A woman from the information office of Xinjiang Public Security Department in Urumqi confirmed the attack, but would not give any details. As is common with Chinese officials, she refused to give her name.
Calls to the Hotan police rang unanswered.
Xinhua did not give a reason for the attack. But Xinjiang has been beset by ethnic conflict and a sometimes-violent separatist movement by Uighurs (pronounced WEE-gurs), a largely Muslim ethnic group that sees Xinjiang as its homeland. Many Uighurs resent the Han Chinese majority as interlopers.
Dilxat Raxit, spokesman for the Germany-based World Uyghur Congress, said several sources inside Xinjiang told him the violence erupted when a large group of Uighurs tried to protest in Hotan on Monday morning. A clash broke out between the demonstrators and police, he said, and police opened fire.
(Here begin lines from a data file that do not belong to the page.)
//! Login and logout.

use askama::Template;
use askama_web::WebTemplate;
use axum::{
    Form,
    extract::{Query, State},
    http::{HeaderMap, header::SET_COOKIE},
    response::{IntoResponse, Redirect, Response},
};
use serde::Deserialize;

use crate::error::AppError;
use crate::state::AppState;
use crate::web::error::WebError;
use crate::web::forms::{LoginForm, form_errors};
use crate::web::handlers::notice_message;
use crate::web::session::{clear_session_cookie, session_cookie, session_value};

/// Renders `templates/login.html`: email/password form, error list and
/// an optional notice (e.g. after logout).
#[derive(Template, WebTemplate)]
#[template(path = "login.html")]
struct LoginTemplate {
    email: String,
    errors: Vec<String>,
    notice: Option<String>,
}

#[derive(Debug, Default, Deserialize)]
pub struct LoginQuery {
    pub notice: Option<String>,
}

/// Renders the login page.
///
/// # Endpoint
///
/// `GET /dashboard/login`
pub async fn login_handler(Query(query): Query<LoginQuery>) -> impl IntoResponse {
    LoginTemplate {
        email: String::new(),
        errors: Vec::new(),
        notice: notice_message(query.notice.as_deref()),
    }
}

/// Exchanges credentials for a backend token and stores it in the
/// session cookie.
///
/// # Endpoint
///
/// `POST /dashboard/login` (form: `email`, `password`)
///
/// # Responses
///
/// - `303` to `/dashboard` with `Set-Cookie: fleet_session=...` on success
/// - `401` login page with "Invalid email or password"
/// - `400` login page listing validation problems
pub async fn login_submit_handler(
    State(state): State<AppState>,
    Form(form): Form<LoginForm>,
) -> Result<Response, WebError> {
    let email = form.email.trim().to_string();

    match state.auth_service.login(form.into_credentials()).await {
        Ok(token) => {
            let cookie = session_cookie(
                &state.auth_service.seal(&token),
                state.settings.secure_cookies,
            );
            Ok(([(SET_COOKIE, cookie)], Redirect::to("/dashboard")).into_response())
        }
        Err(err @ (AppError::Unauthorized { .. } | AppError::Validation { .. })) => {
            let status = err.status();
            let errors = match &err {
                AppError::Unauthorized { .. } => vec![err.to_string()],
                _ => form_errors(&err),
            };
            let page = LoginTemplate {
                email,
                errors,
                notice: None,
            };
            Ok((status, page).into_response())
        }
        Err(err) => Err(err.into()),
    }
}

/// Ends the session: revokes the token at the backend (best effort) and
/// clears the cookie.
///
/// # Endpoint
///
/// `POST /dashboard/logout`
pub async fn logout_handler(State(state): State<AppState>, headers: HeaderMap) -> Response {
    if let Some(token) = session_value(&headers).and_then(|sealed| state.auth_service.open(&sealed))
        && let Err(err) = state.auth_service.logout(&token).await
    {
        tracing::warn!(error = %err, "Backend logout failed, clearing session anyway");
    }

    (
        [(SET_COOKIE, clear_session_cookie())],
        Redirect::to("/dashboard/login?notice=logged_out"),
    )
        .into_response()
}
More than 100 Uighurs had gathered to demonstrate against alleged illegal seizures of Uighur-held land and to demand information about relatives who they said had disappeared amid a police crackdown that began after riots in the regional capital of Urumqi in 2009, Dilxat said.
Dilxat said he could not identify his sources or say where they were located in Xinjiang for fear they would face official reprisals.
The region has been especially tense since the deadly 2009 clashes erupted between predominantly Muslim Uighurs and Han Chinese migrants. Uighurs attacked Hans, overturning buses and torching shops in the regional capital of Urumqi in a riot the government says killed 197 people. Predominantly Uighur, Hotan is an oasis town of more than 115,000 people in the southern part of Xinjiang not far from the Pakistan border. China blames Xinjiang conflicts on what it says are violent separatists working with groups outside China. It defends its treatment of minorities, saying all ethnic groups in China are treated equally and that tens of billions of dollars in investment and aid have dramatically raised living standards.